When WikiLeaks published a leaked version of the Trans-Pacific Partnership (TPP) agreement last month, Internet freedom advocates denounced the deal’s provisions on intellectual property law that it said would place oppressive restrictions on the World Wide Web. Now that the full text of the 12-country pact was released early Thursday, advocacy groups are doubling down on their criticism and preparing to fight the deal in earnest.

The overarching issue Internet freedom activists have with the agreement is that it essentially imposes U.S. copyright laws on the other 11 countries involved in the deal, including Japan, Canada, Australia and Chile. Activists view the laws as outdated and overly strict, but copyright holders see this as a benefit that will protect their trademarks, which are often difficult to control across international borders.

“Now that we can read the final TPP text, it’s obvious why it was kept in total secrecy for so long: this agreement is a wish list for powerful special interests and multinational corporations,” Evan Greer, campaign director of Internet advocacy group Fight for the Future, said in a statement Thursday. “The Intellectual Property chapter confirms our worst first about the TPP’s impact on our basic right to express ourselves and access information on the Internet. If U.S. Congress signs this agreement despite its blatant corruption, they’ll be signing a death warrant for the open Internet and putting the future of free speech in peril.”
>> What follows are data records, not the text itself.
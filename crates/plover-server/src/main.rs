use std::net::SocketAddr;
use std::path::PathBuf;
use std::sync::Arc;

use anyhow::{Context, Result};
use clap::Parser;
use plover_xmpp::im::MessageRelayHandler;
use plover_xmpp::xep::{PingHandler, PrivateStorageHandler};
use plover_xmpp::{MemoryStorage, Phase, PlainAuthenticator, TlsPolicy, XmppServer};
use tracing::{info, warn};

mod config;
mod telemetry;

use config::Config;
use telemetry::LogFormat;

/// Plover XMPP server
#[derive(Debug, Parser)]
#[command(name = "plover-server", version, about)]
struct Cli {
    /// Path to the TOML configuration file
    #[arg(short, long, env = "PLOVER_CONFIG")]
    config: Option<PathBuf>,

    /// Log output format
    #[arg(long, value_enum, default_value_t = LogFormat::Text)]
    log_format: LogFormat,

    /// Served domain (overrides config and PLOVER_DOMAIN)
    #[arg(short, long)]
    domain: Option<String>,

    /// Client listener address (overrides config and PLOVER_C2S_ADDR)
    #[arg(short, long)]
    listen: Option<SocketAddr>,

    /// STARTTLS policy (overrides config and PLOVER_TLS)
    #[arg(long)]
    tls: Option<TlsPolicy>,
}

impl Cli {
    fn apply(&self, config: &mut Config) {
        if let Some(domain) = &self.domain {
            config.server.domain = domain.clone();
        }
        if let Some(addr) = self.listen {
            config.server.c2s_addr = addr;
        }
        if let Some(policy) = self.tls {
            config.tls.policy = policy;
        }
    }
}

#[tokio::main]
async fn main() -> Result<()> {
    let cli = Cli::parse();
    telemetry::init(cli.log_format)?;

    info!("Plover server starting...");
    info!("Version: {}", env!("CARGO_PKG_VERSION"));

    let mut config = match &cli.config {
        Some(path) => Config::load(path)?,
        None => {
            info!("No config file given, using defaults");
            Config::default()
        }
    };
    config.apply_env()?;
    cli.apply(&mut config);
    config.validate()?;
    config.log_config();

    let server = build_server(&config)?;

    let shutdown = server.shutdown_token();
    tokio::spawn(async move {
        match tokio::signal::ctrl_c().await {
            Ok(()) => {
                info!("Shutdown signal received");
                shutdown.cancel();
            }
            Err(e) => warn!(error = %e, "Failed to listen for shutdown signal"),
        }
    });

    server.run().await.context("XMPP server failed")?;

    info!("Plover server stopped");
    Ok(())
}

/// Wire the authenticator and extension modules into a server.
fn build_server(config: &Config) -> Result<XmppServer> {
    let domain = config.server.domain.clone();
    let authenticator = PlainAuthenticator::new(domain, config.credentials());
    let storage = Arc::new(MemoryStorage::new());

    let builder = XmppServer::builder(config.to_server_config());
    let resources = builder.resources();
    let server = builder
        .authenticator(Arc::new(authenticator))
        .module(Phase::Established, MessageRelayHandler::dictionary(resources)?)?
        .module(Phase::Established, PingHandler::dictionary()?)?
        .module(Phase::Established, PrivateStorageHandler::dictionary(storage)?)?
        .build()
        .context("Failed to build XMPP server")?;
    Ok(server)
}

#[cfg(test)]
mod tests {
    use super::*;

    #[test]
    fn test_cli_overrides_config() {
        let cli = Cli::try_parse_from([
            "plover-server",
            "--domain",
            "cli.example",
            "--listen",
            "127.0.0.1:5333",
            "--tls",
            "disabled",
            "--log-format",
            "json",
        ])
        .unwrap();
        assert_eq!(cli.log_format, LogFormat::Json);

        let mut config = Config::default();
        cli.apply(&mut config);
        assert_eq!(config.server.domain, "cli.example");
        assert_eq!(config.server.c2s_addr.port(), 5333);
        assert_eq!(config.tls.policy, TlsPolicy::Disabled);
    }

    #[test]
    fn test_build_server_without_certificate() {
        let config = Config::parse(
            "[server]\ndomain = \"example.com\"\n\n[[accounts]]\nusername = \"alice\"\npassword = \"secret\"\n",
        )
        .unwrap();
        let server = build_server(&config).unwrap();
        assert_eq!(server.config().domain, "example.com");
        // Optional TLS with nothing to offer is turned off.
        assert_eq!(server.config().session_policy.tls, TlsPolicy::Disabled);
    }

    #[tokio::test]
    async fn test_built_server_relays_messages() {
        use plover_xmpp::registry::RouteHandle;
        use plover_xmpp::{Connection, Entity};
        use tokio::io::{AsyncReadExt, AsyncWriteExt};

        let config = Config::parse(
            "[server]\ndomain = \"example.com\"\n\n[[accounts]]\nusername = \"alice\"\npassword = \"secret\"\n",
        )
        .unwrap();
        let server = build_server(&config).unwrap();

        let (tx, mut rx) = tokio::sync::mpsc::channel(4);
        assert!(server.resources().try_register(
            Entity::parse("bob@example.com/laptop").unwrap(),
            RouteHandle::new("bob", tx)
        ));

        let (mut client, transport) = tokio::io::duplex(16 * 1024);
        let connection = Connection::new(transport, server.connection_context());
        let handle = tokio::spawn(connection.run());

        let header = "<stream:stream xmlns='jabber:client' \
            xmlns:stream='http://etherx.jabber.org/streams' to='example.com' version='1.0'>";
        // PLAIN for alice/secret
        let script = [
            header.to_string(),
            "<auth xmlns='urn:ietf:params:xml:ns:xmpp-sasl' mechanism='PLAIN'>AGFsaWNlAHNlY3JldA==</auth>".to_string(),
            header.to_string(),
            "<iq type='set' id='b1'><bind xmlns='urn:ietf:params:xml:ns:xmpp-bind'><resource>phone</resource></bind></iq>".to_string(),
            "<message type='chat' to='bob@example.com/laptop' id='m1'><body>hi</body></message>".to_string(),
        ];
        let waits = ["</stream:features>", "<success", "</stream:features>", "</iq>"];

        let mut seen = String::new();
        let mut buf = [0u8; 4096];
        for (step, send) in script.iter().enumerate() {
            client.write_all(send.as_bytes()).await.unwrap();
            let Some(wait) = waits.get(step) else { break };
            while !seen.contains(wait) {
                let n = client.read(&mut buf).await.unwrap();
                assert!(n > 0, "closed early: {}", seen);
                seen.push_str(&String::from_utf8_lossy(&buf[..n]));
            }
            seen.clear();
        }

        let relayed = tokio::time::timeout(std::time::Duration::from_secs(5), rx.recv())
            .await
            .unwrap()
            .unwrap();
        assert_eq!(relayed.attr("from"), Some("alice@example.com/phone"));
        assert_eq!(relayed.attr("id"), Some("m1"));

        drop(client);
        handle.await.unwrap().unwrap();
    }

    #[test]
    fn test_build_server_rejects_bad_domain() {
        let mut config = Config::default();
        config.server.domain = "not a domain@".to_string();
        assert!(build_server(&config).is_err());
    }
}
The intellectual property restrictions do not only apply to the Internet, but also to pharmaceutical companies, the movie and music industries, food, alcohol and cosmetics, among other products. Fight for the Future and other similar groups highlight provisions such as the term for protection of trademarks and copyright as particularly problematic. The TPP establishes a minimum protection of 10 years for trademarks and requires countries to enforce copyright until 70 years after the creator’s death -- both aspects of U.S. copyright law that activists say will hurt global free expression.

“This will keep an enormous amount of information, art, and creativity out of the public domain for decades longer than necessary, and allow for governments to abuse copyright laws to censor online content at will, since so much of it will be copyrighted for so long,” reads the Fight for the Future statement.

The trade deal, which could define U.S. President Barack Obama’s economic legacy, has become increasingly controversial as Democrats and Republicans have strongly disagreed about the effect it could have, and as activists on all sides call for more information about the agreement. The full text of the TPP had been kept secret throughout years of negotiations, a factor that has added to the mistrust many have for its proposals.

Another controversial issue is around the treaty’s requirements for Internet Service Providers (ISPs). In the Intellectual Property chapter, the agreement says that providers of Internet access and providers of services on the Internet need to help police online copyright infringement if they see it happening. If ISPs receive a complaint about copyright infringement, they would have to remove cached copies of the infringing material and search results pointing to the material. They would also need to take down or disable access to infringing material if they become aware of it.

In addition to these concerns, other activists have sounded the alarm about the fact that intellectual property could be subject to the treaty’s investor-state dispute settlement process. What this means, according to Electronic Frontier Foundation, a digital rights group, is that a company could sue any country that signs the TPP if it believed the country’s laws harmed its right to use its copyright interests.

“The Investment chapter reinforces our fear that new, democratically-decided user protections within copyright can be attacked by an ISDS challenge,” the group said on its website. “This is far from just a hypothetical threat.”

Activists have said they plan to fight the deal by raising awareness about their concerns and encouraging individuals to contact their congressional representatives if they agree. Obama notified Congress Thursday that he intends to sign the agreement, which kicked off a required period of at least 90 days during which he will need to convince Congress to back the deal before he can sign it into law.